Giovanni Pinto, periodista de radio Élite, levantó su voz con coraje y expresó: “Señor ministro Navas, el clamor en las calles estaba en sus manos, y no hizo absolutamente nada”. También resaltó la acogida y unión de todos los medios, ante la situación.

Las voces de los comunicadores se fortificaron conforme llegaban miembros de otros colectivos sociales para apoyarlos, como el Frente de Dirigentes Populares del Guayas, la Asociación de Mujeres Abogadas del Guayas, miembros de la Arquidiócesis de Guayaquil, el Comité de Derechos Humanos y la Universidad de Guayaquil.

Aland Molestina, contralmirante de la Marina en servicio pasivo, fue contundente: “Los del Ministerio del Interior, si es que tienen vergüenza, deberían renunciar”. Opinó que el conflicto en la frontera norte ocurre por “la condición económica débil, en la que está Ecuador”.

Con la esperanza de que los periodistas estuviesen con vida, sin imaginar que más tarde el presidente de la República, Lenín Moreno, confirmaría sus asesinatos, los grupos citados gritaban al unísono: “Vivos los llevaron, vivos los queremos”.

Billy Navarrete, secretario ejecutivo del Comité Permanente de los Derechos Humanos, explicó que se debe priorizar el derecho a la justicia para “no dejar delitos en impunidad”. Además criticó que no se haya tomado en cuenta “los principios del derecho internacional que insta a los gobiernos a proteger a los periodistas para asegurar la libertad de expresión”, concluyó.

A continuación varios periodistas expresaron su apoyo colocando en el suelo sus instrumentos de trabajo: libretas, plumas, micrófonos y cámaras. Rodearon las herramientas periodísticas a manera de ritual y gritaron: “Nos faltan tres”.

Algunos comunicadores no pudieron contener las lágrimas durante el evento, sin dejar de emitir sus voces de protesta. Alexander García, periodista de diario El Comercio, manifestó su pesar por la situación que vivieron sus compañeros: “anímicamente estamos destrozados, pero no perdemos la esperanza. Pedimos al Gobierno que responda contundentemente ante el acto de estos delincuentes desalmados”, profirió.
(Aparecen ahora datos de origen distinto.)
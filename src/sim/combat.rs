//! Contact resolution
//!
//! Pure functions over the registries and player state. They decide what a
//! contact does; the game turns the outcome into events, timers and drops.

use glam::Vec2;

use super::enemy::{EnemyKind, EnemyRegistry};
use super::projectile::ProjectileRegistry;
use super::state::PlayerState;
use crate::tuning::{EnemyTuning, PlayerTuning};

/// Outcome of a projectile overlapping an enemy
#[derive(Debug, Clone, Copy, PartialEq)]
pub enum BulletOutcome {
    /// Inactive bullet, inactive/dying enemy, or a repeat of an earlier hit
    Rejected,
    Hit {
        damage: i32,
        /// Set when this hit killed the enemy
        killed: Option<EnemyKind>,
        /// The projectile ran out of pierce and was removed
        retired: bool,
    },
}

/// Resolve a projectile hitting an enemy.
///
/// The per-projectile hit guard is checked and recorded before any damage so
/// duplicate overlap reports within a tick are absorbed.
pub fn resolve_bullet_hit(
    projectiles: &mut ProjectileRegistry,
    enemies: &mut EnemyRegistry,
    projectile_id: u32,
    enemy_id: u32,
    damage: i32,
) -> BulletOutcome {
    let Some(projectile) = projectiles.get_mut(projectile_id) else {
        return BulletOutcome::Rejected;
    };
    let Some(enemy) = enemies.get_mut(enemy_id) else {
        return BulletOutcome::Rejected;
    };
    if !enemy.is_active() {
        return BulletOutcome::Rejected;
    }
    if !projectile.record_hit(enemy_id) {
        log::trace!("Duplicate hit of enemy {} by projectile {}", enemy_id, projectile_id);
        return BulletOutcome::Rejected;
    }

    enemy.health -= damage;
    let killed = if enemy.health <= 0 {
        enemy.alive = false;
        enemy.dying = true;
        Some(enemy.kind)
    } else {
        None
    };

    projectile.pierce_remaining = projectile.pierce_remaining.saturating_sub(1);
    let retired = projectile.pierce_remaining == 0;
    if retired {
        projectiles.retire(projectile_id);
    }

    BulletOutcome::Hit {
        damage,
        killed,
        retired,
    }
}

/// Damage applied to the player by an enemy touch
#[derive(Debug, Clone, Copy, PartialEq)]
pub struct PlayerHit {
    pub damage: i32,
    pub impulse: Vec2,
    pub died: bool,
}

/// Resolve an enemy touching the player. `None` when the player is dead,
/// invulnerable, or the enemy is no longer active.
#[allow(clippy::too_many_arguments)]
pub fn resolve_player_contact(
    player: &mut PlayerState,
    enemies: &EnemyRegistry,
    enemy_id: u32,
    enemy_pos: Vec2,
    player_pos: Vec2,
    now_ms: u64,
    player_tuning: &PlayerTuning,
    enemy_tuning: &EnemyTuning,
) -> Option<PlayerHit> {
    if !player.alive || player.is_invulnerable(now_ms) {
        return None;
    }
    let enemy = enemies.get(enemy_id).filter(|e| e.is_active())?;

    let damage = player_tuning.contact_damage;
    player.health = (player.health - damage).max(0);
    player.invulnerable_until_ms = now_ms + player_tuning.invulnerability_ms;

    let away = (player_pos - enemy_pos).normalize_or_zero();
    let away = if away == Vec2::ZERO { Vec2::X } else { away };
    let kind_multiplier = match enemy.kind {
        EnemyKind::Runner => 1.0,
        EnemyKind::Tank => enemy_tuning.tank_knockback_multiplier,
    };
    let impulse = away * player_tuning.knockback_force * kind_multiplier * player.knockback_multiplier;

    let died = player.health == 0;
    if died {
        player.alive = false;
    }
    Some(PlayerHit { damage, impulse, died })
}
Por su parte, Cristel Matute, decana de la Facultad de Comunicación de la Universidad de Guayaquil, expresó: “Desde la facultad vamos a hacer algunos foros que nos permita abordar el conflicto en la frontera desde voces expertas”.

Las calles 9 de Octubre, Pedro Carbo y Pichincha fueron obstaculizadas brevemente por los protestantes para que escuchen su clamor.